• [Exercise]
Using the data below, gather each line that includes the word "first".
Start of Exercise data
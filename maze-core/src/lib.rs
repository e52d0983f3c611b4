//! Core library for perfect maze generation and solving.
//! Defines the grid storage, the randomized carving algorithm and the
//! breadth-first / depth-first traversals that recover the entry-to-exit path.

use thiserror::Error;

/// Randomized depth-first carving ("recursive backtracker").
pub mod generator;
/// Square grid of cells with east/south wall bits and neighbour geometry.
pub mod grid;
/// Walks predecessor links back from the exit to materialize a path.
pub mod path;
/// Traversal strategies and the solver entry point.
pub mod solver;

// Re-export core public items

/// Carves a perfect maze into a grid.
pub use crate::generator::Generator;
/// Compass direction used to address neighbours and walls.
pub use crate::grid::Direction;
/// The maze grid itself.
pub use crate::grid::Grid;
/// Per-cell traversal state.
pub use crate::grid::VisitState;
/// Ordered entry-to-exit cell sequence.
pub use crate::path::Path;
/// Rebuilds the path found by a traversal.
pub use crate::path::reconstruct_path;
/// Traversal output: visit order, predecessors, outcome.
pub use crate::solver::TraversalResult;
/// Solver entry point.
pub use crate::solver::Solver;
/// Choice of traversal (BFS or DFS).
pub use crate::solver::Strategy;

/// Errors raised by the maze core.
///
/// An unreachable exit is not an error: it is reported through
/// [`TraversalResult::reached_exit`] and an empty [`Path`].
#[derive(Error, Debug, Clone, PartialEq, Eq)]
pub enum MazeError {
    /// The requested grid shape cannot be built.
    #[error("Invalid maze dimensions: {0}")]
    InvalidDimensions(String),
    /// Explicit wall data does not match the grid's cell count.
    #[error("Wall data has {actual} entries, expected {expected}")]
    WallDataMismatch {
        /// Number of cells in the grid.
        expected: usize,
        /// Length of the supplied wall vector.
        actual: usize,
    },
    /// Following predecessor links from the exit did not lead back to the entry.
    /// Contains the cell at which the walk gave up.
    #[error("Predecessor chain broken at cell {0}")]
    BrokenPredecessorChain(usize),
    /// A predecessor link points outside the grid.
    #[error("Predecessor of cell {0} is out of range")]
    PredecessorOutOfRange(usize),
}
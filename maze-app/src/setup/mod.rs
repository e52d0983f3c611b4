//! Setup module for the Maze Forge application.
//!
//! Runs the standard and benchmark execution modes.

pub mod execution;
End of Exercise data
• [Solution to the exercise]
//! breadth-first / depth-first traversals that recover the entry-to-exit path.
/// Randomized depth-first carving ("recursive backtracker").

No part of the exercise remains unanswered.